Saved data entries
Segment Open

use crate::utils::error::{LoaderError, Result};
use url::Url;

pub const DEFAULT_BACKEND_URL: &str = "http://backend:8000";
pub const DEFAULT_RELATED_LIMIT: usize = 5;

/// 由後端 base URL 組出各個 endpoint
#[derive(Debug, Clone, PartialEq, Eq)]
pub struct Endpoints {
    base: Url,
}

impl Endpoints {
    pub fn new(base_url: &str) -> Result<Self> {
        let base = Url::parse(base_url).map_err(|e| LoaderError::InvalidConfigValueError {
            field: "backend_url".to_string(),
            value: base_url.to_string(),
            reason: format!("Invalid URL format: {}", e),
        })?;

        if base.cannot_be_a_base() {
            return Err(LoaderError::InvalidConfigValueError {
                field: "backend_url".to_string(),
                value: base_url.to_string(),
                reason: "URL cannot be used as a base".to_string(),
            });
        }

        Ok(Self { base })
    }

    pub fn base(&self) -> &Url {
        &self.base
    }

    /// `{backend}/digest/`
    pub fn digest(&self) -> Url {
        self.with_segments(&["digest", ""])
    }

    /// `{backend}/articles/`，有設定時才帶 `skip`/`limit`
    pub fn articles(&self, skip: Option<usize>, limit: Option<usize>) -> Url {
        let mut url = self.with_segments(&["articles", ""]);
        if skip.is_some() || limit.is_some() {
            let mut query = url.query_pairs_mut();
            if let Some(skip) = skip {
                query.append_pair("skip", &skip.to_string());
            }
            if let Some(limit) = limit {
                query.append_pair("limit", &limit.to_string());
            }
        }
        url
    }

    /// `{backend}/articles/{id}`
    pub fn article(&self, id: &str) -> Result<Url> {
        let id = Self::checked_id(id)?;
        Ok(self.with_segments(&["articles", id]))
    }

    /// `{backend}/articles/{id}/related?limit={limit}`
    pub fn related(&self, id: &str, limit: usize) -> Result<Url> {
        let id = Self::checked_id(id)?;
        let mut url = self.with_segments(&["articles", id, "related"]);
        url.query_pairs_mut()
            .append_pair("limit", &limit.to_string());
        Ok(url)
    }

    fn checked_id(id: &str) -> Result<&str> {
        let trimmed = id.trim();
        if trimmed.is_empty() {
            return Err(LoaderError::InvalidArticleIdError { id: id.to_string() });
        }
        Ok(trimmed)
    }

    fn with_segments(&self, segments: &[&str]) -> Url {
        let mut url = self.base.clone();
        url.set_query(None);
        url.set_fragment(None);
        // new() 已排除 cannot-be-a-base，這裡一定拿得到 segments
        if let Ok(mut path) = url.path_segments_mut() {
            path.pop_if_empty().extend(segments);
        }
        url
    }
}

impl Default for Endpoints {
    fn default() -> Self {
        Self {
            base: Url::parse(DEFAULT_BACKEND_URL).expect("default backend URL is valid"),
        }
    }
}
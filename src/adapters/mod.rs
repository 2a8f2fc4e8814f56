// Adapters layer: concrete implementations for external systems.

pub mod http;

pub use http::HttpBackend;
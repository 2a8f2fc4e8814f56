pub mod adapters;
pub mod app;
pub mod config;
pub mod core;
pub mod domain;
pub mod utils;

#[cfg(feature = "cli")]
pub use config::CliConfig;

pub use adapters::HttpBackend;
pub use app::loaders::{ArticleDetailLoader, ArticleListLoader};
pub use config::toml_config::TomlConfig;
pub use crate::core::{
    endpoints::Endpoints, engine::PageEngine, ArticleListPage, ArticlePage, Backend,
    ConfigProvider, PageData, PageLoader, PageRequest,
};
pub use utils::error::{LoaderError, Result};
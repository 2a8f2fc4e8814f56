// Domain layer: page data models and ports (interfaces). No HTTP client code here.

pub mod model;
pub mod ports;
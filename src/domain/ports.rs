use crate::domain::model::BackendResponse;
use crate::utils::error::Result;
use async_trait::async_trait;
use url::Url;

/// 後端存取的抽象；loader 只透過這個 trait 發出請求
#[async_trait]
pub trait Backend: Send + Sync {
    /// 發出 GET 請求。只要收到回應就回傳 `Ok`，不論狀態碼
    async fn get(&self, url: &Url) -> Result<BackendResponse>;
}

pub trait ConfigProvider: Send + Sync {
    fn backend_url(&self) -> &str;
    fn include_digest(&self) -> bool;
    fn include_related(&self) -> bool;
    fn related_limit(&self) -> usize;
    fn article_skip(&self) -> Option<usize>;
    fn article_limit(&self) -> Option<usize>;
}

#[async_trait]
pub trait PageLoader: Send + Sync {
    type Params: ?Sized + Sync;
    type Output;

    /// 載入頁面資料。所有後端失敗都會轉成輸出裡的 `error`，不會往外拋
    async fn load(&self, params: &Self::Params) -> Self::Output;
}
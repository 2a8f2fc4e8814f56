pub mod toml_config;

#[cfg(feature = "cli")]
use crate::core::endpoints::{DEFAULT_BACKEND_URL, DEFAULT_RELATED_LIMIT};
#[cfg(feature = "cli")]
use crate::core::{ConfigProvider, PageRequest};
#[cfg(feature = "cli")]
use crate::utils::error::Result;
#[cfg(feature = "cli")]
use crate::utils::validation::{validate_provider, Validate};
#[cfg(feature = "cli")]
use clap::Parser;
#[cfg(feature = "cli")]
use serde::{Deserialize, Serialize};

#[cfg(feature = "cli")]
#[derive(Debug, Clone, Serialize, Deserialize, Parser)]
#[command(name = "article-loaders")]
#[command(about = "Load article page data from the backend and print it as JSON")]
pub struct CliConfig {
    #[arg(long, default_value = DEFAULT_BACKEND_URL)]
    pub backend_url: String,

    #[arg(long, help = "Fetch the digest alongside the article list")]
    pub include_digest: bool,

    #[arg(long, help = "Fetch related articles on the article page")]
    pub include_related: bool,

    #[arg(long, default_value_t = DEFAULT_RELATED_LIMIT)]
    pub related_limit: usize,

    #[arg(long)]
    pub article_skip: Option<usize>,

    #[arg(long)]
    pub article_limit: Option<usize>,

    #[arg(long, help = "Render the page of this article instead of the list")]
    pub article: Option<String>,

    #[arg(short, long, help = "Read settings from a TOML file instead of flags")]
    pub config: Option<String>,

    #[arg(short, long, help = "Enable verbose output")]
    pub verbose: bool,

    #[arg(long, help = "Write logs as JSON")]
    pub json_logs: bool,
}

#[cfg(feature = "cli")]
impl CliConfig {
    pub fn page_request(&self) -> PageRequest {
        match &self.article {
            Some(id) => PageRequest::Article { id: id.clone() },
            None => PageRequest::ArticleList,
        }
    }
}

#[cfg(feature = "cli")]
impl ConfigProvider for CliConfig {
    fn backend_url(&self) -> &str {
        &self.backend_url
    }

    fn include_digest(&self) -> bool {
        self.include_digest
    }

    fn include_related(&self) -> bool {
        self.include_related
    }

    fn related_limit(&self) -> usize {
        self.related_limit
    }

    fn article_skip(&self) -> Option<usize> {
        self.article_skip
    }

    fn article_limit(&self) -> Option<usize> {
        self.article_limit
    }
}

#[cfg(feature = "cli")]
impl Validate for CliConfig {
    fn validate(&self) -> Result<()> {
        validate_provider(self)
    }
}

Segment Closed

TASK BRIEF: Keeping every line exactly as it is, retype the entries shown above.

ANSWER BOX:
use crate::utils::error::{LoaderError, Result};
use url::Url;

pub const DEFAULT_BACKEND_URL: &str = "http://backend:8000";
pub const DEFAULT_RELATED_LIMIT: usize = 5;

/// 由後端 base URL 組出各個 endpoint
#[derive(Debug, Clone, PartialEq, Eq)]
pub struct Endpoints {
    base: Url,
}

impl Endpoints {
    pub fn new(base_url: &str) -> Result<Self> {
        let base = Url::parse(base_url).map_err(|e| LoaderError::InvalidConfigValueError {
            field: "backend_url".to_string(),
            value: base_url.to_string(),
            reason: format!("Invalid URL format: {}", e),
        })?;

        if base.cannot_be_a_base() {
            return Err(LoaderError::InvalidConfigValueError {
                field: "backend_url".to_string(),
                value: base_url.to_string(),
                reason: "URL cannot be used as a base".to_string(),
            });
        }

        Ok(Self { base })
    }

    pub fn base(&self) -> &Url {
        &self.base
    }

    /// `{backend}/digest/`
    pub fn digest(&self) -> Url {
        self.with_segments(&["digest", ""])
    }

    /// `{backend}/articles/`，有設定時才帶 `skip`/`limit`
    pub fn articles(&self, skip: Option<usize>, limit: Option<usize>) -> Url {
        let mut url = self.with_segments(&["articles", ""]);
        if skip.is_some() || limit.is_some() {
            let mut query = url.query_pairs_mut();
            if let Some(skip) = skip {
                query.append_pair("skip", &skip.to_string());
            }
            if let Some(limit) = limit {
                query.append_pair("limit", &limit.to_string());
            }
        }
        url
    }

    /// `{backend}/articles/{id}`
    pub fn article(&self, id: &str) -> Result<Url> {
        let id = Self::checked_id(id)?;
        Ok(self.with_segments(&["articles", id]))
    }

    /// `{backend}/articles/{id}/related?limit={limit}`
    pub fn related(&self, id: &str, limit: usize) -> Result<Url> {
        let id = Self::checked_id(id)?;
        let mut url = self.with_segments(&["articles", id, "related"]);
        url.query_pairs_mut()
            .append_pair("limit", &limit.to_string());
        Ok(url)
    }

    fn checked_id(id: &str) -> Result<&str> {
        let trimmed = id.trim();
        if trimmed.is_empty() {
            return Err(LoaderError::InvalidArticleIdError { id: id.to_string() });
        }
        Ok(trimmed)
    }

    fn with_segments(&self, segments: &[&str]) -> Url {
        let mut url = self.base.clone();
        url.set_query(None);
        url.set_fragment(None);
        // new() 已排除 cannot-be-a-base，這裡一定拿得到 segments
        if let Ok(mut path) = url.path_segments_mut() {
            path.pop_if_empty().extend(segments);
        }
        url
    }
}

impl Default for Endpoints {
    fn default() -> Self {
        Self {
            base: Url::parse(DEFAULT_BACKEND_URL).expect("default backend URL is valid"),
        }
    }
}
filename src/adapters/mod.rs
repository 2a8f2fc4e8814f56
// Adapters layer: concrete implementations for external systems.

pub mod http;

pub use http::HttpBackend;
repository 2a8f2fc4e8814f56
pub mod adapters;
pub mod app;
pub mod config;
pub mod core;
pub mod domain;
pub mod utils;

#[cfg(feature = "cli")]
pub use config::CliConfig;

pub use adapters::HttpBackend;
pub use app::loaders::{ArticleDetailLoader, ArticleListLoader};
pub use config::toml_config::TomlConfig;
pub use crate::core::{
    endpoints::Endpoints, engine::PageEngine, ArticleListPage, ArticlePage, Backend,
    ConfigProvider, PageData, PageLoader, PageRequest,
};
pub use utils::error::{LoaderError, Result};
repository 2a8f2fc4e8814f56
// Domain layer: page data models and ports (interfaces). No HTTP client code here.

pub mod model;
pub mod ports;
filename src/domain/ports.rs
use crate::domain::model::BackendResponse;
use crate::utils::error::Result;
use async_trait::async_trait;
use url::Url;

/// 後端存取的抽象；loader 只透過這個 trait 發出請求
#[async_trait]
pub trait Backend: Send + Sync {
    /// 發出 GET 請求。只要收到回應就回傳 `Ok`，不論狀態碼
    async fn get(&self, url: &Url) -> Result<BackendResponse>;
}

pub trait ConfigProvider: Send + Sync {
    fn backend_url(&self) -> &str;
    fn include_digest(&self) -> bool;
    fn include_related(&self) -> bool;
    fn related_limit(&self) -> usize;
    fn article_skip(&self) -> Option<usize>;
    fn article_limit(&self) -> Option<usize>;
}

#[async_trait]
pub trait PageLoader: Send + Sync {
    type Params: ?Sized + Sync;
    type Output;

    /// 載入頁面資料。所有後端失敗都會轉成輸出裡的 `error`，不會往外拋
    async fn load(&self, params: &Self::Params) -> Self::Output;
}
repository 2a8f2fc4e8814f56
pub mod toml_config;

#[cfg(feature = "cli")]
use crate::core::endpoints::{DEFAULT_BACKEND_URL, DEFAULT_RELATED_LIMIT};
#[cfg(feature = "cli")]
use crate::core::{ConfigProvider, PageRequest};
#[cfg(feature = "cli")]
use crate::utils::error::Result;
#[cfg(feature = "cli")]
use crate::utils::validation::{validate_provider, Validate};
#[cfg(feature = "cli")]
use clap::Parser;
#[cfg(feature = "cli")]
use serde::{Deserialize, Serialize};

#[cfg(feature = "cli")]
#[derive(Debug, Clone, Serialize, Deserialize, Parser)]
#[command(name = "article-loaders")]
#[command(about = "Load article page data from the backend and print it as JSON")]
pub struct CliConfig {
    #[arg(long, default_value = DEFAULT_BACKEND_URL)]
    pub backend_url: String,

    #[arg(long, help = "Fetch the digest alongside the article list")]
    pub include_digest: bool,

    #[arg(long, help = "Fetch related articles on the article page")]
    pub include_related: bool,

    #[arg(long, default_value_t = DEFAULT_RELATED_LIMIT)]
    pub related_limit: usize,

    #[arg(long)]
    pub article_skip: Option<usize>,

    #[arg(long)]
    pub article_limit: Option<usize>,

    #[arg(long, help = "Render the page of this article instead of the list")]
    pub article: Option<String>,

    #[arg(short, long, help = "Read settings from a TOML file instead of flags")]
    pub config: Option<String>,

    #[arg(short, long, help = "Enable verbose output")]
    pub verbose: bool,

    #[arg(long, help = "Write logs as JSON")]
    pub json_logs: bool,
}

#[cfg(feature = "cli")]
impl CliConfig {
    pub fn page_request(&self) -> PageRequest {
        match &self.article {
            Some(id) => PageRequest::Article { id: id.clone() },
            None => PageRequest::ArticleList,
        }
    }
}

#[cfg(feature = "cli")]
impl ConfigProvider for CliConfig {
    fn backend_url(&self) -> &str {
        &self.backend_url
    }

    fn include_digest(&self) -> bool {
        self.include_digest
    }

    fn include_related(&self) -> bool {
        self.include_related
    }

    fn related_limit(&self) -> usize {
        self.related_limit
    }

    fn article_skip(&self) -> Option<usize> {
        self.article_skip
    }

    fn article_limit(&self) -> Option<usize> {
        self.article_limit
    }
}

#[cfg(feature = "cli")]
impl Validate for CliConfig {
    fn validate(&self) -> Result<()> {
        validate_provider(self)
    }
}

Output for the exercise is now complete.